明日になったら消える魔法


自分は存外直情的なのかもしれない、と頭を抱えた。
本日2つ目の姉さんからの贈り物にふわりと浮いた心地のまま、彼女を抱きしめていた。伝えた想いは、重ねてきた想いは決して嘘じゃない。抑え込んでいたはずが溢れるように口をついて出たそれを、なかったことにはできない。せいぜい格好をつけてみたが、彼女には所詮子供の強がりと思われてしまっただろうか。

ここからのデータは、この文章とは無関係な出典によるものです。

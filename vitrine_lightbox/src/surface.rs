// Copyright 2025 the Vitrine Authors
// SPDX-License-Identifier: Apache-2.0 OR MIT

//! Capabilities the lightbox needs from its host.
//!
//! The state machine in [`Lightbox`](crate::Lightbox) never touches a DOM or
//! a window directly. It drives a [`Surface`] (the overlay, its controls, and
//! the image element) and reads a [`Viewport`]. A browser integration
//! implements these over `web-sys`; tests implement them with plain fields.

use kurbo::Size;

use crate::fit::ContainFit;
use crate::lightbox::SwapTicket;
use crate::source::SourceId;

/// Presentation flags toggled on the overlay.
#[derive(Clone, Copy, Debug, PartialEq, Eq, Hash)]
pub enum Presentation {
    /// The overlay is visible.
    Shown,
    /// A transition is running; the old image is animating out.
    Transitioning,
}

/// Optional controls attached to the overlay.
#[derive(Clone, Copy, Debug, PartialEq, Eq, Hash)]
pub enum Control {
    /// Dismisses the overlay.
    Close,
    /// Shows the previous source.
    Prev,
    /// Shows the next source.
    Next,
}

/// The interactive surface a lightbox drives.
///
/// Methods are called from the lightbox state machine only; hosts route
/// their own input back through [`Lightbox`](crate::Lightbox) methods.
pub trait Surface {
    /// Applies or clears a presentation flag on the overlay.
    fn set_presentation(&mut self, state: Presentation, on: bool);

    /// Whether the host configured this control.
    fn has_control(&self, control: Control) -> bool;

    /// Marks a control as disabled (a styling hint only).
    fn set_control_disabled(&mut self, control: Control, disabled: bool);

    /// Adds a control to, or removes it from, the keyboard tab order.
    fn set_control_focusable(&mut self, control: Control, focusable: bool);

    /// Moves keyboard focus to a control.
    fn focus_control(&mut self, control: Control);

    /// Adds a trigger to the keyboard tab order.
    fn set_source_focusable(&mut self, source: SourceId);

    /// Attaches (`true`) or detaches (`false`) the key listener scoped to this lightbox.
    fn set_key_listener(&mut self, attached: bool);

    /// Arms the transition timer.
    ///
    /// After `delay_ms` (or on the next turn for `0`), the host must call
    /// [`Lightbox::complete_swap`](crate::Lightbox::complete_swap) with
    /// `ticket`. Hosts may cancel a previously armed timer.
    fn schedule_swap(&mut self, delay_ms: u32, ticket: SwapTicket);

    /// Points the image element at a new URL.
    fn set_image_source(&mut self, url: &str);

    /// Sizes the image element inside the sizing container.
    fn set_image_fit(&mut self, fit: ContainFit);
}

/// Reports the current viewport size.
pub trait Viewport {
    /// Current viewport size in CSS pixels.
    fn size(&self) -> Size;
}

impl<V: Viewport + ?Sized> Viewport for &V {
    fn size(&self) -> Size {
        (**self).size()
    }
}

impl Viewport for Size {
    fn size(&self) -> Size {
        *self
    }
}
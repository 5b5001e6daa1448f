// Copyright 2025 the Vitrine Authors
// SPDX-License-Identifier: Apache-2.0 OR MIT

use core::fmt;

use crate::source::SourceId;

/// Errors reported by [`Lightbox`](crate::Lightbox) operations.
#[derive(Clone, Copy, Debug, PartialEq, Eq)]
pub enum LightboxError {
    /// Navigation was requested on a lightbox without any sources.
    NoSources,
    /// The source id does not belong to this lightbox.
    UnknownSource(SourceId),
    /// A trigger element did not provide a full-resolution image URL.
    MissingUrl {
        /// Document-order index of the offending trigger.
        index: usize,
    },
}

impl fmt::Display for LightboxError {
    fn fmt(&self, f: &mut fmt::Formatter<'_>) -> fmt::Result {
        match self {
            Self::NoSources => f.write_str("lightbox has no sources to navigate"),
            Self::UnknownSource(id) => {
                write!(f, "source {} does not belong to this lightbox", id.index())
            }
            Self::MissingUrl { index } => {
                write!(f, "lightbox source #{index} has no full-size image url")
            }
        }
    }
}

impl core::error::Error for LightboxError {}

生ものだからと言われていたそれをいったん冷蔵庫へしまい、昼間に貰ったほうのプレゼントをあける。品のある万年筆に、姉さんからは自分はこんな風に見えているのだろうかと類推する。
少しは弟ではなくひとりの男として見てもらえていたのだろうか、などととりとめのない思考にとらわれそうになる。返事はいつでもいいなんて恰好をつけなければよかった。でも、想い続けてきた年月に比べればまだ少しくらい待てるだろう。なんて自問自答を繰り返す。本当に、らしくない。



幼いころの夢をみた。
自分をかばう、姉さんの背中。
いつだって自分は守られてばかりだった。守られるだけじゃなくて、守れる自分になりたかった。

「……強くなる」
「しゅーくん?」
「やられっぱなしなのは情けないし、悔しいから。誰にも負けないくらい強くなる」
「うん」
「その時は、ぼくが姉さんのお婿さんになって姉さんを守るよ」
「うん、約束ね」

涙でにじむ夕焼け、優しい姉さんの笑顔。懐かしい、約束。



ショコラフェスの当日まであと少し。
姉さんの協力のおかげで準備も順調、手作りのチョコレートもかなりの数を用意できた。
この分なら問題ないだろうと思いながらも細部まで手を抜かない。
そんな風に準備をしているところへ、珍しい来客があった。

「やあ、宗にいさんにしては珍しいネ」
「小僧。どうかしたのかね」
「ミカくんから相談を受けたんだヨ。最近のお師さんはなんか変なんよ〜ってネ」

思いもよらぬ言葉に目を見開く。
影片に伝わるほど、最近の自分はおかしかっただろうか。

「恋は人を変えル。宗にいさんも所詮は人の子だったってことかナ」
「何を今更。僕たちは最初から人間なのだよ」
「……そうだね、ボクたちは人間ダ。怪物になり損ねた愚かな人間」

小僧が噛み締めるように呟いた言葉が胸に刺さる。
過去を思い出して苦い気持ちが蘇った。
……だが人間でいることは悪くない、そう思わせてくれたのも貴様らだろう。

「小僧、」
「前を向けていないのはボクの方なのかもネ。前向きに……変わっていかないト」
「悩みがあるなら相談したまえ。僕は……僕たちは、いつでも貴様の味方なのだよ」
「うン、ありがとウ。なるべくにいさんたちには甘えたくないんだけどナァ」

くすくすと笑う小僧の表情にもう憂いはない。
すう、と一息いれて、「魔法使い」の顔になった。